Great Rings, Happily Ever After
The Dartmouth entrepreneurs behind Holden want to make the jewelry-buying process easy and painless.
Shopping for wedding rings can be anything but romantic. You can spend months saving, then hours pouring over styles and materials online. Or, you might brave a pushy, commission-driven salesperson to shop in person.
“Before you know it, you’re staring at this really expensive invoice and you’re not even sure you like the ring,” says Andrew Lim, co-founder of Holden.
Andrew, 27, and his business partner, Simon Zhang, 26, want to make the process of purchasing a ring transparent and painless. In April of 2018 they launched Holden, a jewelry company specializing in wedding bands that sets itself apart by offering an easy-to-navigate online shopping experience, customization, and top-notch customer service. Using 3D printing, the company produces made-to-order rings that are personal and unique, without any middleman or markup.
“We want to form a relationship with the customer, instead of just feeling transactional,” says Lim, who along with Zhang, is a member of the Dartmouth class of 2014.
Last year, Holden was the winner of the 2018 Dartmouth Entrepreneurs Forum, hosted by the Magnuson Center for Entrepreneurship. At the time, Holden was a fledgling company, but Lim and Zhang were able to show that it had clear potential.

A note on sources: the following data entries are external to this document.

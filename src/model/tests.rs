//! Deserialization tests with harvester-shaped fixtures

use super::*;
use serde_json::{json, Value};

/// A ScanR publication as it arrives inside a reference event
fn scanr_reference_fixture() -> Value {
    json!({
        "source_identifier": "doi10.1000/xyz",
        "harvester": "scanR",
        "identifiers": [
            {"type": "doi", "value": "10.1000/xyz"},
            {"type": "uri", "value": "https://hal.science/hal-01234567"}
        ],
        "manifestations": [{"page": "https://example.org/pub/1"}],
        "titles": [{"value": "Réseaux de neurones", "language": "fr"}],
        "subtitles": [],
        "abstracts": [{"value": "Une étude.", "language": null}],
        "subjects": [{
            "uri": null,
            "pref_labels": [{"value": "Informatique", "language": "fr"}],
            "alt_labels": []
        }],
        "document_type": [{"uri": "http://purl.org/ontology/bibo/Article", "label": "Journal article"}],
        "contributions": [{
            "rank": 0,
            "role": "Author",
            "contributor": {
                "source": "scanR",
                "source_identifier": "idref123",
                "name": "Jeanne Dupont",
                "name_variants": []
            }
        }],
        "issued": "2019-05-01T00:00:00",
        "issue": {
            "volume": "12",
            "number": ["3"],
            "journal": {"issn": ["1234-5678"], "titles": ["Revue d'IA"]}
        },
        "book": null
    })
}

fn entity_fixture() -> Value {
    json!({
        "identifiers": [
            {"type": "orcid", "value": "0000-0002-1825-0097"},
            {"type": "idref", "value": "026857304"}
        ],
        "name": "Jeanne Dupont"
    })
}

#[test]
fn reference_deserializes_from_harvester_json() {
    let reference: Reference = serde_json::from_value(scanr_reference_fixture()).unwrap();

    assert_eq!(reference.unique_identifier(), "scanR-doi10.1000/xyz");
    assert_eq!(reference.identifiers.len(), 2);
    assert_eq!(reference.identifiers[0].id_type, "doi");
    assert_eq!(reference.titles[0].language.as_deref(), Some("fr"));
    assert_eq!(reference.contributions[0].contributor.name, "Jeanne Dupont");
    assert_eq!(
        reference.issue.as_ref().and_then(|i| i.volume.as_deref()),
        Some("12")
    );
    assert!(reference.issued.is_some());
    assert!(reference.book.is_none());
    assert!(reference.similarity_strategies.is_empty());
}

#[test]
fn missing_optional_lists_default_to_empty() {
    let reference: Reference = serde_json::from_value(json!({
        "source_identifier": "42",
        "harvester": "hal",
        "manifestations": null
    }))
    .unwrap();

    assert!(reference.titles.is_empty());
    assert!(reference.abstracts.is_empty());
    assert!(reference.document_type.is_empty());
    assert!(reference.manifestations.is_empty());
    assert!(reference.issued.is_none());
}

#[test]
fn reference_round_trips_through_json() {
    let reference: Reference = serde_json::from_value(scanr_reference_fixture()).unwrap();
    let serialized = serde_json::to_value(&reference).unwrap();
    let back: Reference = serde_json::from_value(serialized).unwrap();
    assert_eq!(back, reference);
}

#[test]
fn entity_deserializes_and_resolves_main_id() {
    let entity: Entity = serde_json::from_value(entity_fixture()).unwrap();
    assert_eq!(entity.name, "Jeanne Dupont");
    assert_eq!(entity.main_entity_id().unwrap(), "026857304");
}

#[test]
fn similarity_result_serializes_aligned_lists() {
    let r1 = Reference::new("hal", "1");
    let r2 = Reference::new("scanR", "2");
    let result = SimilarityResult::new(r1, r2, "Title syntactic similarity", 0.9);
    let value = serde_json::to_value(&result).unwrap();
    assert_eq!(value["similarity_strategies"], json!(["Title syntactic similarity"]));
    assert_eq!(value["scores"], json!([0.9]));
    assert_eq!(value["reference2"]["harvester"], "scanR");
}
//! Entity: the author whose references are being deduplicated

use serde::{Deserialize, Serialize};
use thiserror::Error;

/// Identifier types that can name an entity, highest priority first.
pub const MAIN_IDENTIFIER_PRIORITY: [&str; 5] =
    ["idref", "orcid", "id_hal_s", "id_hal_i", "scopus_eid"];

#[derive(Debug, Error)]
pub enum EntityError {
    #[error("entity '{0}' carries none of the known identifier types (idref, orcid, id_hal_s, id_hal_i, scopus_eid)")]
    NoKnownIdentifier(String),
}

#[derive(Debug, Clone, PartialEq, Eq, Serialize, Deserialize)]
pub struct EntityIdentifier {
    #[serde(rename = "type")]
    pub id_type: String,
    pub value: String,
}

impl EntityIdentifier {
    pub fn new(id_type: impl Into<String>, value: impl Into<String>) -> Self {
        Self {
            id_type: id_type.into(),
            value: value.into(),
        }
    }
}

#[derive(Debug, Clone, PartialEq, Eq, Serialize, Deserialize)]
pub struct Entity {
    #[serde(default)]
    pub identifiers: Vec<EntityIdentifier>,
    pub name: String,
}

impl Entity {
    pub fn new(name: impl Into<String>) -> Self {
        Self {
            identifiers: Vec::new(),
            name: name.into(),
        }
    }

    pub fn with_identifier(mut self, id_type: impl Into<String>, value: impl Into<String>) -> Self {
        self.identifiers.push(EntityIdentifier::new(id_type, value));
        self
    }

    /// Resolve the identifier that names this entity's report.
    ///
    /// Scans [`MAIN_IDENTIFIER_PRIORITY`] in order; the first type present wins.
    pub fn main_entity_id(&self) -> Result<&str, EntityError> {
        MAIN_IDENTIFIER_PRIORITY
            .iter()
            .find_map(|wanted| {
                self.identifiers
                    .iter()
                    .find(|id| id.id_type == *wanted)
                    .map(|id| id.value.as_str())
            })
            .ok_or_else(|| EntityError::NoKnownIdentifier(self.name.clone()))
    }
}

#[cfg(test)]
mod tests {
    use super::*;

    #[test]
    fn main_id_follows_priority_not_declaration_order() {
        let entity = Entity::new("Ada Lovelace")
            .with_identifier("scopus_eid", "s-1")
            .with_identifier("orcid", "0000-0001")
            .with_identifier("id_hal_s", "ada-lovelace");
        assert_eq!(entity.main_entity_id().unwrap(), "0000-0001");
    }

    #[test]
    fn idref_beats_everything() {
        let entity = Entity::new("Ada")
            .with_identifier("orcid", "0000-0001")
            .with_identifier("idref", "123456789");
        assert_eq!(entity.main_entity_id().unwrap(), "123456789");
    }

    #[test]
    fn unknown_identifier_types_are_fatal() {
        let entity = Entity::new("Nobody").with_identifier("viaf", "42");
        assert!(matches!(
            entity.main_entity_id(),
            Err(EntityError::NoKnownIdentifier(name)) if name == "Nobody"
        ));
    }
}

“We were able to map out what our model was and show that this wasn’t just an idea, but we were already able to execute on it and there was demand from the market,” Lim says.
The $25,000 prize money from the contest kicked Holden’s growth into high gear. The Entrepreneurs Forum, Lim says, was the perfect launch pad for Holden.

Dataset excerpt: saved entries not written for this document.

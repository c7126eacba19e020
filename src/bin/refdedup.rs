//! refdedup CLI: feeds newline-delimited reference messages through the
//! deduplication pipeline.
//!
//! Usage:
//!   refdedup run [--input messages.jsonl] [--config refdedup.yaml]
//!   refdedup check [--input message.json]

use clap::{Parser, Subcommand};
use refdedup::pipeline::InboundMessage;
use refdedup::strategy::TitleSyntacticStrategy;
use refdedup::{DedupConfig, DedupPipeline, ExclusionFilter, JsonlComparisonSink, MessageOutcome};
use std::io::Read;
use std::path::PathBuf;
use std::sync::Arc;
use tokio::io::{AsyncBufRead, AsyncBufReadExt, BufReader};
use tracing::{info, warn};
use tracing_subscriber::EnvFilter;

#[derive(Parser)]
#[command(
    name = "refdedup",
    version,
    about = "Streaming deduplication of bibliographic references per author"
)]
struct Cli {
    #[command(subcommand)]
    command: Commands,
    /// YAML configuration file
    #[arg(long, global = true)]
    config: Option<PathBuf>,
    /// Log at debug level unless RUST_LOG says otherwise
    #[arg(short, long, global = true)]
    verbose: bool,
}

#[derive(Subcommand)]
enum Commands {
    /// Process every message of a newline-delimited JSON stream
    Run {
        /// Input file (stdin when omitted)
        #[arg(long)]
        input: Option<PathBuf>,
        /// Override the configured report directory
        #[arg(long)]
        report_dir: Option<PathBuf>,
        /// Override the configured comparison record directory
        #[arg(long)]
        comparison_dir: Option<PathBuf>,
    },
    /// Parse one message and tell whether it would be processed
    Check {
        /// Input file (stdin when omitted)
        #[arg(long)]
        input: Option<PathBuf>,
    },
}

fn init_logging(verbose: bool) {
    let default = if verbose { "debug" } else { "info" };
    let filter = EnvFilter::try_from_default_env().unwrap_or_else(|_| EnvFilter::new(default));
    tracing_subscriber::fmt()
        .with_env_filter(filter)
        .with_writer(std::io::stderr)
        .init();
}

fn build_pipeline(config: &DedupConfig) -> Result<DedupPipeline, String> {
    let sink = JsonlComparisonSink::new(&config.comparison_dir, config.records_per_file)
        .map_err(|e| format!("cannot open comparison directory: {}", e))?;
    let pipeline = DedupPipeline::from_config(config)
        .map_err(|e| format!("invalid configuration: {}", e))?
        .with_strategy(Arc::new(TitleSyntacticStrategy::new(&config.syntactic)))
        .with_comparison_sink(Arc::new(sink));
    Ok(with_semantic_strategies(pipeline, config))
}

#[cfg(feature = "embeddings")]
fn with_semantic_strategies(mut pipeline: DedupPipeline, config: &DedupConfig) -> DedupPipeline {
    use refdedup::strategy::{FastEmbedEmbedder, SemanticSimilarityStrategy, SemanticText};

    for text in [SemanticText::Notice, SemanticText::Title] {
        match FastEmbedEmbedder::default_model() {
            Ok(embedder) => {
                let strategy = SemanticSimilarityStrategy::new(text, &config.semantic, Box::new(embedder));
                pipeline = pipeline.with_strategy(Arc::new(strategy));
            }
            Err(e) => warn!(error = %e, "embedding model unavailable, semantic strategy disabled"),
        }
    }
    pipeline
}

#[cfg(not(feature = "embeddings"))]
fn with_semantic_strategies(pipeline: DedupPipeline, _config: &DedupConfig) -> DedupPipeline {
    pipeline
}

async fn open_input(input: Option<PathBuf>) -> Result<Box<dyn AsyncBufRead + Unpin + Send>, String> {
    match input {
        Some(path) => {
            let file = tokio::fs::File::open(&path)
                .await
                .map_err(|e| format!("cannot open '{}': {}", path.display(), e))?;
            Ok(Box::new(BufReader::new(file)))
        }
        None => Ok(Box::new(BufReader::new(tokio::io::stdin()))),
    }
}

async fn cmd_run(pipeline: DedupPipeline, input: Option<PathBuf>) -> i32 {
    let reader = match open_input(input).await {
        Ok(reader) => reader,
        Err(e) => {
            eprintln!("Error: {}", e);
            return 1;
        }
    };
    info!(strategies = ?pipeline.strategy_names(), "pipeline ready");

    let mut lines = reader.lines();
    let (mut processed, mut discarded, mut failed) = (0usize, 0usize, 0usize);
    let mut line_number = 0usize;
    loop {
        let line = match lines.next_line().await {
            Ok(Some(line)) => line,
            Ok(None) => break,
            Err(e) => {
                eprintln!("Error: cannot read input: {}", e);
                return 1;
            }
        };
        line_number += 1;
        if line.trim().is_empty() {
            continue;
        }
        match pipeline.handle_message(line.as_bytes()).await {
            Ok(MessageOutcome::Processed(_)) => processed += 1,
            Ok(MessageOutcome::Discarded { .. }) => discarded += 1,
            Err(e) => {
                failed += 1;
                warn!(line = line_number, error = %e, "message skipped");
            }
        }
    }

    info!(processed, discarded, failed, authors = pipeline.session().len(), "input exhausted");
    println!(
        "{} processed, {} discarded, {} failed, {} author reports",
        processed,
        discarded,
        failed,
        pipeline.session().len()
    );
    0
}

fn cmd_check(input: Option<PathBuf>) -> i32 {
    let body = match input {
        Some(path) => std::fs::read(&path).map_err(|e| format!("cannot read '{}': {}", path.display(), e)),
        None => {
            let mut buffer = Vec::new();
            std::io::stdin()
                .read_to_end(&mut buffer)
                .map(|_| buffer)
                .map_err(|e| format!("cannot read stdin: {}", e))
        }
    };
    let body = match body {
        Ok(body) => body,
        Err(e) => {
            eprintln!("Error: {}", e);
            return 1;
        }
    };
    let (entity, reference) = match InboundMessage::parse(&body) {
        Ok(message) => message.into_parts(),
        Err(e) => {
            eprintln!("Error: {}", e);
            return 1;
        }
    };

    println!("reference: {}", reference.unique_identifier());
    match ExclusionFilter::default().matching_rule(&reference) {
        Some(rule) => println!("discarded: yes ({})", rule),
        None => println!("discarded: no"),
    }
    match entity.main_entity_id() {
        Ok(id) => {
            println!("main entity id: {}", id);
            0
        }
        Err(e) => {
            eprintln!("Error: {}", e);
            1
        }
    }
}

fn main() {
    let cli = Cli::parse();
    init_logging(cli.verbose);

    let config = match DedupConfig::load_or_default(cli.config.as_deref()) {
        Ok(config) => config,
        Err(e) => {
            eprintln!("Error: {}", e);
            std::process::exit(1);
        }
    };

    let code = match cli.command {
        Commands::Run {
            input,
            report_dir,
            comparison_dir,
        } => {
            let mut config = config;
            if let Some(dir) = report_dir {
                config.report_dir = dir;
            }
            if let Some(dir) = comparison_dir {
                config.comparison_dir = dir;
            }
            let pipeline = match build_pipeline(&config) {
                Ok(pipeline) => pipeline,
                Err(e) => {
                    eprintln!("Error: {}", e);
                    std::process::exit(1);
                }
            };
            let rt = match tokio::runtime::Runtime::new() {
                Ok(rt) => rt,
                Err(e) => {
                    eprintln!("failed to create tokio runtime: {}", e);
                    std::process::exit(1);
                }
            };
            rt.block_on(cmd_run(pipeline, input))
        }
        Commands::Check { input } => cmd_check(input),
    };
    std::process::exit(code);
}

With the pitch and value proposition nailed down and a stunning product in place, the duo knew they needed to focus on building a stellar website — something that doesn’t come cheaply.
“I’m not sure how we would have come up with the funds if we hadn’t won the pitch contest,” Lim says.
Once the website was in place, Holden quickly took off. Customers personalized their rings online through Holden’s website, and each band was made-to-order in New York City’s diamond district, a location that gave Lim and Zhang needed proximity to others in the jewelry business.
“We got some pretty strong early traction,” Lim says. Soon, they realized that the company needed to raise additional capital in order to support growth and keep standards high.
“I thought about who was in my network and realized that in the entire pitch process through DEN I had met alums and people connected with The Magnuson Center,” Lim says. He reached out to members of the Magnuson Center’s board of directors and other alums, which led to an introduction to the private investment firm KarpReilly.
“Through that intro, they ended up doing our entire seed round,” Lim says. “It’s just been awesome the kind of support we’ve received, and being able to tap into all the resources in the network through The Magnuson Center.”
With the seed round completed in early April 2019, Lim and Zhang are again looking to grow Holden.
“Before we were bootstrapped, so we were really limited in how much exposure and distribution we were able to have,” Lim says. “But now that we have a larger budget we are able to be more strategic about our marketing efforts.”
In addition to selling more rings, Lim and Zhang plan to expand the products that Holden offers in order to engage customers throughout their lives.
“We’ve gotten a lot of great feedback from our customers that they want more products from Holden,” Lim says. “We’re in the process of mapping out what those other product categories would be.”
As Holden continues to grow, Lim and Zhang are committed to supporting other entrepreneurs in the Dartmouth Community. They are involved with the Founder’s Project and regularly attend DEN events in New York City. As they prepare to take on more staff, they’re considering Dartmouth interns.
“We think it’s really important to give back to Dartmouth as we continue to grow and become successful,” Lim says, adding with a laugh, “If there’s an email from anyone connected with Dartmouth, we return it.”